What Is Purchase Order?
A buyer’s authorized request specifying items, quantities, and prices.
Detailed Explanation
Creates commitment before invoice. Matching PO to invoice prevents overpayment.
Example
Procurement issues PO #4421 for fifty licenses at agreed rates.
Why It Matters
Control spend and speed three-way match.
Key facts
- A purchase order (PO) is a buyer-issued document authorizing a vendor to deliver specific goods/services at agreed prices and terms — it becomes a legally binding contract once accepted.
- Standard PO fields: PO number (unique), buyer and vendor details, description of items, quantities, unit prices, total, delivery date, ship-to address, payment terms, and authorized buyer signature.
- POs are central to three-way matching: PO → Receipt → Invoice. All three must agree before payment is approved.
- B2B transactions over a few thousand dollars typically require POs in established companies; smaller transactions often use simplified credit-card or autopay arrangements.
- Modern e-procurement systems generate POs automatically when requisitions are approved, reducing manual processing time by 60-80%.

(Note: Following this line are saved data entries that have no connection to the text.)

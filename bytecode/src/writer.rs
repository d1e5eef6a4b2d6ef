//! Serialization of [`ClassFile`]s to assembler text.
//!
//! Layout rules expected by the assembler:
//! - unit-level directives (`.class`, `.method`, `.limit`, ...) start at
//!   column 0,
//! - label definitions are indented one tab,
//! - every other instruction is indented two tabs.

use std::io::{self, Write};

use crate::class::{ClassFile, Method};
use crate::instruction::Instruction;

pub struct AssemblyWriter<W: Write> {
    out: W,
}

impl<W: Write> AssemblyWriter<W> {
    pub fn new(out: W) -> Self {
        Self { out }
    }

    pub fn into_inner(self) -> W {
        self.out
    }

    pub fn directive(&mut self, text: &str) -> io::Result<()> {
        writeln!(self.out, "{text}")
    }

    pub fn instruction(&mut self, instruction: &Instruction) -> io::Result<()> {
        match instruction {
            Instruction::Label(_) => writeln!(self.out, "\t{instruction}"),
            _ => writeln!(self.out, "\t\t{instruction}"),
        }
    }

    pub fn class_header(
        &mut self,
        name: &str,
        super_name: &str,
    ) -> io::Result<()> {
        self.directive(&format!(".class public {name}"))?;
        self.directive(&format!(".super {super_name}"))?;
        writeln!(self.out)
    }

    pub fn method(&mut self, method: &Method) -> io::Result<()> {
        self.directive(&format!(
            ".method {} {}{}",
            method.access.as_str(),
            method.name,
            method.descriptor
        ))?;
        self.directive(&format!(".limit stack {}", method.stack_limit))?;
        self.directive(&format!(".limit locals {}", method.locals_limit))?;
        for instruction in &method.code {
            self.instruction(instruction)?;
        }
        self.directive(".end method")?;
        writeln!(self.out)
    }

    pub fn class(&mut self, class: &ClassFile) -> io::Result<()> {
        self.class_header(&class.name, &class.super_name)?;
        for method in &class.methods {
            self.method(method)?;
        }
        self.out.flush()
    }
}

/// Render a whole class to a string.
pub fn render(class: &ClassFile) -> io::Result<String> {
    let mut writer = AssemblyWriter::new(Vec::new());
    writer.class(class)?;
    String::from_utf8(writer.into_inner()).map_err(io::Error::other)
}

How it shows up in practice
A 200-person manufacturing company's procurement system generates PO #2026-04482 to a parts supplier for 500 brackets at $14.20 each ($7,100 total) with a delivery date of April 30 and net-30 payment terms. When the supplier's invoice arrives in May referencing PO 2026-04482, AP runs three-way matching: invoice line items match PO, quantities match the goods receipt note, and payment is auto-approved. Without the PO reference, the invoice would route to manual review.
Common mistakes
- Issuing POs verbally or by email without proper PO numbers — defeats the purpose of formal procurement controls.
- Failing to update PO totals when scope changes — creates invoice disputes when actual delivery exceeds PO amount.

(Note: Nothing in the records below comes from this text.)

//! Names and descriptors of everything emitted code links against, and
//! the type-directed boxing helpers built on them.

use bytecode::{CodeBuilder, FieldRef, MethodRef};
use syntax::Type;

pub const OBJECT: &str = "java/lang/Object";
pub const INTEGER: &str = "java/lang/Integer";
pub const BOOLEAN: &str = "java/lang/Boolean";
pub const STRING: &str = "java/lang/String";
pub const ARRAY_LIST: &str = "java/util/ArrayList";
pub const LIST: &str = "List";
pub const FPTR: &str = "Fptr";

pub const OBJECT_INIT: MethodRef = MethodRef::builtin(OBJECT, "<init>", "()V");

pub const INTEGER_VALUE_OF: MethodRef =
    MethodRef::builtin(INTEGER, "valueOf", "(I)Ljava/lang/Integer;");
pub const BOOLEAN_VALUE_OF: MethodRef =
    MethodRef::builtin(BOOLEAN, "valueOf", "(Z)Ljava/lang/Boolean;");
pub const INT_VALUE: MethodRef = MethodRef::builtin(INTEGER, "intValue", "()I");
pub const BOOLEAN_VALUE: MethodRef =
    MethodRef::builtin(BOOLEAN, "booleanValue", "()Z");

pub const STRING_LENGTH: MethodRef = MethodRef::builtin(STRING, "length", "()I");
pub const STRING_SUBSTRING: MethodRef =
    MethodRef::builtin(STRING, "substring", "(II)Ljava/lang/String;");
pub const STRING_EQUALS: MethodRef =
    MethodRef::builtin(STRING, "equals", "(Ljava/lang/Object;)Z");

pub const ARRAY_LIST_INIT: MethodRef =
    MethodRef::builtin(ARRAY_LIST, "<init>", "()V");
pub const ARRAY_LIST_ADD: MethodRef =
    MethodRef::builtin(ARRAY_LIST, "add", "(Ljava/lang/Object;)Z");

pub const LIST_INIT: MethodRef =
    MethodRef::builtin(LIST, "<init>", "(Ljava/util/ArrayList;)V");
pub const LIST_COPY: MethodRef = MethodRef::builtin(LIST, "<init>", "(LList;)V");
pub const LIST_GET: MethodRef =
    MethodRef::builtin(LIST, "getElement", "(I)Ljava/lang/Object;");
pub const LIST_SET: MethodRef =
    MethodRef::builtin(LIST, "setElement", "(ILjava/lang/Object;)V");
pub const LIST_SIZE: MethodRef = MethodRef::builtin(LIST, "getSize", "()I");

pub const FPTR_INIT: MethodRef = MethodRef::builtin(
    FPTR,
    "<init>",
    "(Ljava/lang/Object;Ljava/lang/String;)V",
);
pub const FPTR_INVOKE: MethodRef = MethodRef::builtin(
    FPTR,
    "invoke",
    "(Ljava/util/ArrayList;)Ljava/lang/Object;",
);

pub const SYSTEM_OUT: FieldRef =
    FieldRef::builtin("java/lang/System", "out", "Ljava/io/PrintStream;");
pub const PRINTLN_INT: MethodRef =
    MethodRef::builtin("java/io/PrintStream", "println", "(I)V");
pub const PRINTLN_BOOL: MethodRef =
    MethodRef::builtin("java/io/PrintStream", "println", "(Z)V");
pub const PRINTLN_STRING: MethodRef = MethodRef::builtin(
    "java/io/PrintStream",
    "println",
    "(Ljava/lang/String;)V",
);
pub const PRINTLN_OBJECT: MethodRef = MethodRef::builtin(
    "java/io/PrintStream",
    "println",
    "(Ljava/lang/Object;)V",
);

/// Field descriptor of a value of type `ty`.
pub fn descriptor(ty: &Type) -> &'static str {
    match ty {
        Type::Int => "Ljava/lang/Integer;",
        Type::Bool => "Ljava/lang/Boolean;",
        Type::String => "Ljava/lang/String;",
        Type::List(_) => "LList;",
        Type::Fptr(_) => "LFptr;",
        Type::Void => "V",
    }
}

/// `(<args>)<ret>`.
pub fn method_descriptor(args: &[Type], ret: &Type) -> String {
    let mut out = String::from("(");
    for arg in args {
        out.push_str(descriptor(arg));
    }
    out.push(')');
    out.push_str(descriptor(ret));
    out
}

/// Class a boxed value of type `ty` is an instance of.
pub fn class_of(ty: &Type) -> Option<&'static str> {
    match ty {
        Type::Int => Some(INTEGER),
        Type::Bool => Some(BOOLEAN),
        Type::String => Some(STRING),
        Type::List(_) => Some(LIST),
        Type::Fptr(_) => Some(FPTR),
        Type::Void => None,
    }
}

/// Wrap the raw value on top of the stack.
pub fn box_raw(code: &mut CodeBuilder, ty: &Type) {
    match ty {
        Type::Int => code.invokestatic(INTEGER_VALUE_OF),
        Type::Bool => code.invokestatic(BOOLEAN_VALUE_OF),
        _ => {}
    }
}

/// Unwrap the boxed value on top of the stack. Reference types are left
/// as they are.
pub fn unbox(code: &mut CodeBuilder, ty: &Type) {
    match ty {
        Type::Int => code.invokevirtual(INT_VALUE),
        Type::Bool => code.invokevirtual(BOOLEAN_VALUE),
        _ => {}
    }
}

/// Assert the static type of the reference on top of the stack.
pub fn downcast(code: &mut CodeBuilder, ty: &Type) {
    if let Some(class) = class_of(ty) {
        code.checkcast(class);
    }
}

#[cfg(test)]
mod tests {
    use bytecode::Instruction;

    use super::*;

    #[test]
    fn descriptors() {
        let args = [Type::Int, Type::list(Type::Bool), Type::String];
        assert_eq!(
            method_descriptor(&args, &Type::Void),
            "(Ljava/lang/Integer;LList;Ljava/lang/String;)V"
        );
        let fptr = Type::fptr(vec![Type::Int], Type::Int);
        assert_eq!(method_descriptor(&[], &fptr), "()LFptr;");
    }

    #[test]
    fn boxing_is_type_directed() {
        let mut code = CodeBuilder::new();
        box_raw(&mut code, &Type::Bool);
        unbox(&mut code, &Type::Int);
        unbox(&mut code, &Type::String);
        downcast(&mut code, &Type::list(Type::Int));
        downcast(&mut code, &Type::Void);
        assert_eq!(
            code.into_code(),
            vec![
                Instruction::Invokestatic(BOOLEAN_VALUE_OF),
                Instruction::Invokevirtual(INT_VALUE),
                Instruction::Checkcast { class: LIST.into() },
            ]
        );
    }

    #[test]
    fn contract_arities() {
        assert_eq!(FPTR_INIT.arg_count(), 2);
        assert_eq!(LIST_SET.arg_count(), 2);
        assert!(!LIST_SET.returns_value());
        assert!(FPTR_INVOKE.returns_value());
    }
}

- Not training receivers on goods receipt notes (GRNs) — breaks three-way matching and slows AP.
- Allowing 'after-the-fact POs' (creating a PO after the work was done) — undermines budget control and approval discipline.

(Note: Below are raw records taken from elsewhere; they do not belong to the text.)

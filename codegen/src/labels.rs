use bytecode::Label;

/// Hands out jump targets for one compilation run. Labels are never
/// reused, so every one issued is distinct.
#[derive(Debug, Default)]
pub struct LabelAllocator {
    next: u32,
}

impl LabelAllocator {
    pub fn new() -> Self {
        Self::default()
    }

    pub fn fresh(&mut self) -> Label {
        let label = Label::new(self.next);
        self.next += 1;
        log::trace!("issued {label}");
        label
    }

    /// Number of labels issued so far.
    pub fn issued(&self) -> u32 {
        self.next
    }
}

#[cfg(test)]
mod tests {
    use super::*;

    #[test]
    fn labels_are_sequential_and_distinct() {
        let mut labels = LabelAllocator::new();
        let issued: Vec<_> = (0..4).map(|_| labels.fresh()).collect();
        assert_eq!(
            issued,
            vec![Label::new(0), Label::new(1), Label::new(2), Label::new(3)]
        );
        assert_eq!(labels.issued(), 4);
        assert_eq!(issued[2].to_string(), "Label_2");
    }

    #[test]
    fn independent_runs_do_not_interfere() {
        let mut a = LabelAllocator::new();
        let mut b = LabelAllocator::new();
        a.fresh();
        a.fresh();
        assert_eq!(b.fresh(), Label::new(0));
    }
}
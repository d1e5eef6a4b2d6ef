mod op;
mod instruction;
mod builder;
mod class;
pub mod stack;
pub mod writer;

pub use op::Op;
pub use instruction::{Constant, Cond, FieldRef, Instruction, Label, MethodRef};
pub use builder::CodeBuilder;
pub use class::{Access, ClassFile, Method};
pub use writer::AssemblyWriter;
#![allow(dead_code)]

use bytecode::{ClassFile, Label};
use codegen::{CodegenConfig, assemble};
use syntax::CheckedProgram;
use vm::{VM, Value};

pub fn compile(checked: &CheckedProgram) -> ClassFile {
    assemble(checked, CodegenConfig::default()).expect("lowering failed")
}

/// Run the program through its `main` trampoline, returning printed lines.
pub fn run(checked: &CheckedProgram) -> Vec<String> {
    let class = compile(checked);
    let mut vm = VM::new(&class);
    vm.run_main().expect("program failed");
    vm.into_output()
}

/// Call one lowered function on a fresh instance.
pub fn invoke(
    checked: &CheckedProgram,
    function: &str,
    args: Vec<Value>,
) -> Option<Value> {
    let class = compile(checked);
    let mut vm = VM::new(&class);
    let this = vm.instance();
    vm.invoke(this, function, args).expect("call failed")
}

/// Every label definition in the class, in order.
pub fn defined_labels(class: &ClassFile) -> Vec<Label> {
    class
        .methods
        .iter()
        .flat_map(|m| m.code.iter())
        .filter_map(|i| match i {
            bytecode::Instruction::Label(label) => Some(*label),
            _ => None,
        })
        .collect()
}

pub fn branch_targets(class: &ClassFile) -> Vec<Label> {
    class
        .methods
        .iter()
        .flat_map(|m| m.code.iter())
        .filter_map(|i| i.branch_target())
        .collect()
}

- Using sequential PO numbers that customers can guess (e.g., PO #1, #2) — minor security/competitive intelligence concern.
Frequently asked questions
Is a purchase order a contract?
Yes, once accepted by the vendor. The PO contains offer (buyer) and the vendor's acceptance (often by acknowledgment or shipping the goods) creates a binding contract. Some companies use a separate Master Service Agreement (MSA) plus POs that reference it.
What's the difference between a purchase order and an invoice?
Purchase order: buyer-issued, BEFORE delivery, authorizes the vendor to fulfill. Invoice: vendor-issued, AFTER delivery, requests payment. Both should reference the same PO number for matching.
Do small businesses need to issue POs?
Not legally required, but useful once you spend more than ~$1,000 per transaction or have multiple approvers. POs create paper trails for budget control, authorization, and audit. For tiny businesses, credit-card receipts may suffice.
What's a blanket PO?
A blanket PO (or BPO) authorizes recurring purchases over a defined period (often 6-12 months) at agreed prices, with releases against the blanket for individual orders. Common for office supplies, IT consumables, and ongoing professional services.
Can I cancel a PO after it's issued?
Generally yes if not yet accepted by the vendor — you can withdraw the offer. After acceptance, cancellation requires vendor agreement and may incur cancellation fees. Most POs include cancellation terms in the standard purchasing terms and conditions.